Data to use:
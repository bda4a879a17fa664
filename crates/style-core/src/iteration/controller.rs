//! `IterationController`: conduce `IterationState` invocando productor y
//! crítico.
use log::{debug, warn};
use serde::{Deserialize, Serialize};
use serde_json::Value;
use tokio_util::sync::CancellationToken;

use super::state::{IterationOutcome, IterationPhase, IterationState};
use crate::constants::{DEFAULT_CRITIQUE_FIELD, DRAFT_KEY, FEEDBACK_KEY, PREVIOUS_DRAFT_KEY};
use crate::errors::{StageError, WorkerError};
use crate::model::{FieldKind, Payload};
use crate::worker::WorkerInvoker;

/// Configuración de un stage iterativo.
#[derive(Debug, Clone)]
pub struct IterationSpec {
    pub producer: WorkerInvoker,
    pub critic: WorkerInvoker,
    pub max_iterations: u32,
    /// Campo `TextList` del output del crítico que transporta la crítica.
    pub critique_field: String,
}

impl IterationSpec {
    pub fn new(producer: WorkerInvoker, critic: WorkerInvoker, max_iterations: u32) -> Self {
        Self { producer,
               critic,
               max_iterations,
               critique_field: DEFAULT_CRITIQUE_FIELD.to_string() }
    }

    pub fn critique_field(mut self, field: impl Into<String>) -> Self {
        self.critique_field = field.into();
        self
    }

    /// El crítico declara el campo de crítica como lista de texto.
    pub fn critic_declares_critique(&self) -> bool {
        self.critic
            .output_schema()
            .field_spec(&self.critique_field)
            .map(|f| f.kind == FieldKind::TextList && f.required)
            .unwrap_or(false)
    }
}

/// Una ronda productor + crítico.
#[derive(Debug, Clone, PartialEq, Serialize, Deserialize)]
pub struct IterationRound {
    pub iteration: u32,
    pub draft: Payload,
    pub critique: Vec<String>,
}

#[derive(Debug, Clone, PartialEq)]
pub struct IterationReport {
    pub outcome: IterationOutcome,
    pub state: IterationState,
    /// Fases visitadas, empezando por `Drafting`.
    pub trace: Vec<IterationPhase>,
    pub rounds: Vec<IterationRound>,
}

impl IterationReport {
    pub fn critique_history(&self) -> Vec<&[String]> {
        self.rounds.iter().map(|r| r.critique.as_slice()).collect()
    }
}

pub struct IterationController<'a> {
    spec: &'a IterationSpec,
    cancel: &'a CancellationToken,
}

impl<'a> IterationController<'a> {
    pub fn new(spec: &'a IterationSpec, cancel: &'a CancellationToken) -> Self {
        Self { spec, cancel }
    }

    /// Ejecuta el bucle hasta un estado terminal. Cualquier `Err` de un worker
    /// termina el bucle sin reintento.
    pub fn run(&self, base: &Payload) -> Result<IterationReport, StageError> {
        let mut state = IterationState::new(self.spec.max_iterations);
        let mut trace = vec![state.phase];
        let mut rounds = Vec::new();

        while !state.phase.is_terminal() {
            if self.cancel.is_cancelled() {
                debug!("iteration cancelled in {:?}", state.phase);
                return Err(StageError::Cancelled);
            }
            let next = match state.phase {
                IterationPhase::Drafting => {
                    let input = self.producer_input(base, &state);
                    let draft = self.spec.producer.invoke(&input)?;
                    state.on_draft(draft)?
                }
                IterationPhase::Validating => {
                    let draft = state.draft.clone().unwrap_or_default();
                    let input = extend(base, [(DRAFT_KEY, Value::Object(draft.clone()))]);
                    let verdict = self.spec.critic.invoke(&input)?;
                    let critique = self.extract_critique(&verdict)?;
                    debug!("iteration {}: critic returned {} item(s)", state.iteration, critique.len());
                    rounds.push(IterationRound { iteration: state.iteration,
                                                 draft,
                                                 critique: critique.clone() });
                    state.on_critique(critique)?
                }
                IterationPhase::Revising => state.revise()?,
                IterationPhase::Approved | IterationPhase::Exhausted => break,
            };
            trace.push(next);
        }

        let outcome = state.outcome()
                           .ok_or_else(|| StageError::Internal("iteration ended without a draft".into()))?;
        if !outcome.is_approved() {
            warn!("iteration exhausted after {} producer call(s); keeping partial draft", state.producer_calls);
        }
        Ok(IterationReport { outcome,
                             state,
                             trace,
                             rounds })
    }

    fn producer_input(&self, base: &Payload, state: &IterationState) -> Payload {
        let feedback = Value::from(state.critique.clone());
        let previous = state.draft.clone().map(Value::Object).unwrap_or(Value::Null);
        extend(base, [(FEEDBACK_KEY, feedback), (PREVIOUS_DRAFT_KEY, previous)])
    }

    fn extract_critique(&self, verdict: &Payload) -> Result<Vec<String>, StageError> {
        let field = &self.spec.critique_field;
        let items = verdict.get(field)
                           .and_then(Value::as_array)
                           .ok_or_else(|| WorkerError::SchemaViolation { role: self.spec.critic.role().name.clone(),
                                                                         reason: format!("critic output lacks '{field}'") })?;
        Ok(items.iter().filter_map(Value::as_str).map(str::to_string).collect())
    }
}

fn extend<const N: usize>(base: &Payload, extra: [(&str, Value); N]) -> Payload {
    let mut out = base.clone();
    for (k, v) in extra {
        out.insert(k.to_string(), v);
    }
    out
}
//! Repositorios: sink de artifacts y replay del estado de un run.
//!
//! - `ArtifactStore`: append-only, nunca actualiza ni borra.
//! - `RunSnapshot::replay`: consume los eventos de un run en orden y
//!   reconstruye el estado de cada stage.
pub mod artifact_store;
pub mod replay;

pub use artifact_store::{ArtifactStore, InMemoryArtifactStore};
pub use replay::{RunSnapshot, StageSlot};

==

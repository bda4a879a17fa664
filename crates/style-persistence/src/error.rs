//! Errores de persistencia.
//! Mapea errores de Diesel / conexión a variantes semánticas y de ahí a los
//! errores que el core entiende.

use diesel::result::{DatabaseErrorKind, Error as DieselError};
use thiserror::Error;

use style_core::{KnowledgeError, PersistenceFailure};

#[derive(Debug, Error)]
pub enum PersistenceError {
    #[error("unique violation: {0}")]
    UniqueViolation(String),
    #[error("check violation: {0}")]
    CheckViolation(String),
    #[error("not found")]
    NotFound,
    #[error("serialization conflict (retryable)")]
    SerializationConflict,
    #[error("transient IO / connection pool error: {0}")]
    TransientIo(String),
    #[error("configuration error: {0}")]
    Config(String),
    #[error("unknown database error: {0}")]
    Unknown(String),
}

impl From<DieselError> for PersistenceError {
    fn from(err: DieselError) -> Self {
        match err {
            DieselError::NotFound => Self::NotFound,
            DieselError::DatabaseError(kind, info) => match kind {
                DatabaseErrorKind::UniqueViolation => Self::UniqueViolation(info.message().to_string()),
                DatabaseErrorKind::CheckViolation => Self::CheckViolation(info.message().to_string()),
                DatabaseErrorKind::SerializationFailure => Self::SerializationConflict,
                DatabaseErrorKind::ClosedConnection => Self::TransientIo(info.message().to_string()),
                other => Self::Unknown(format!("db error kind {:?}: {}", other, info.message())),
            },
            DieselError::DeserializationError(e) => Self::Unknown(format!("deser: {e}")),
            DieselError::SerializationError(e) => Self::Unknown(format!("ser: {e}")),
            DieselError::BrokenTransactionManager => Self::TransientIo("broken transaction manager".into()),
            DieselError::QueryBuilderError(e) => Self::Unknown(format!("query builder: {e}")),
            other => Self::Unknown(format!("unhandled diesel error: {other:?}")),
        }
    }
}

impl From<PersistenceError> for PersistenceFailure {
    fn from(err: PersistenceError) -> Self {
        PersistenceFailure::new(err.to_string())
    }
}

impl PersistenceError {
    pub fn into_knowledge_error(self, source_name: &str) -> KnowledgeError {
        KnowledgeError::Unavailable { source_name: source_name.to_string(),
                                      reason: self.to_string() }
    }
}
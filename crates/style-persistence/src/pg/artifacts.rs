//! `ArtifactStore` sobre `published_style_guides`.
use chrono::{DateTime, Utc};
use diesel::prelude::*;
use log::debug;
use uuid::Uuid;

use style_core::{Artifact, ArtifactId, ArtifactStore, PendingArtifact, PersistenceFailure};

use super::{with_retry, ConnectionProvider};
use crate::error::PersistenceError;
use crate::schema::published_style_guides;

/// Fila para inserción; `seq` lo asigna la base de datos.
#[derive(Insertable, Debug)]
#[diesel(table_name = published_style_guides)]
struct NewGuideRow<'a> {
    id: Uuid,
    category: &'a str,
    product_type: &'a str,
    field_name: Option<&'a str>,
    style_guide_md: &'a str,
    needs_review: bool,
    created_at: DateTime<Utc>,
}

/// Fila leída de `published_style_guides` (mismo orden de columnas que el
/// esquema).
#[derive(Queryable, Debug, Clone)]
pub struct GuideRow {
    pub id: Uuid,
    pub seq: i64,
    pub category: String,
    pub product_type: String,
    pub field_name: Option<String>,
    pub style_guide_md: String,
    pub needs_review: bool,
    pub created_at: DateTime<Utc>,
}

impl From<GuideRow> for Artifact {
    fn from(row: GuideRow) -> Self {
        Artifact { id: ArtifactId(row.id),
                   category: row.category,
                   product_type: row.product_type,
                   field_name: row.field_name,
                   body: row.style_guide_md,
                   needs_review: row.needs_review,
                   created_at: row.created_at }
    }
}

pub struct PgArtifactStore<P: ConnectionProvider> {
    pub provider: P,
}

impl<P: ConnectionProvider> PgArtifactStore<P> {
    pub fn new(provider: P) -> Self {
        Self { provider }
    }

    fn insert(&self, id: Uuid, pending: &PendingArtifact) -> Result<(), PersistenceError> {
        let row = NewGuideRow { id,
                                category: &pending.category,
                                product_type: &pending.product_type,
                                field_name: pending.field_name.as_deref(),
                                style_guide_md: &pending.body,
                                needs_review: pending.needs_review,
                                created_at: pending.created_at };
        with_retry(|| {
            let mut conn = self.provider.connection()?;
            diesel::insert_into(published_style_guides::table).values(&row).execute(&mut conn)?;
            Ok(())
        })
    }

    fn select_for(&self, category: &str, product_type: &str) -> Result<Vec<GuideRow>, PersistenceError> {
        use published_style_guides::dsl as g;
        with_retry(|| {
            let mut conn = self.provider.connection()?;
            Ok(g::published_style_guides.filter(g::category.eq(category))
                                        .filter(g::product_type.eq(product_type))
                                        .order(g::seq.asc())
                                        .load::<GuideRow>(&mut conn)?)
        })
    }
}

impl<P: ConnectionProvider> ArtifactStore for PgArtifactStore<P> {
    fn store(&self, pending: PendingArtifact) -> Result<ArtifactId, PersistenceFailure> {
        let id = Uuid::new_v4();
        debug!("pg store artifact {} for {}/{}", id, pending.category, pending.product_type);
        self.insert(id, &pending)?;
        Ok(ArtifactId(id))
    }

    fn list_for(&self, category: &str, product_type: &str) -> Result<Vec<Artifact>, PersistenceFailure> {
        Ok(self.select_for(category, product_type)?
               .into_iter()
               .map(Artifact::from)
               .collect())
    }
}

Work request: From the records above, show each line that contains the word "WorkerInvoker".

Answer for the task:
use crate::worker::WorkerInvoker;
    pub producer: WorkerInvoker,
    pub critic: WorkerInvoker,
    pub fn new(producer: WorkerInvoker, critic: WorkerInvoker, max_iterations: u32) -> Self {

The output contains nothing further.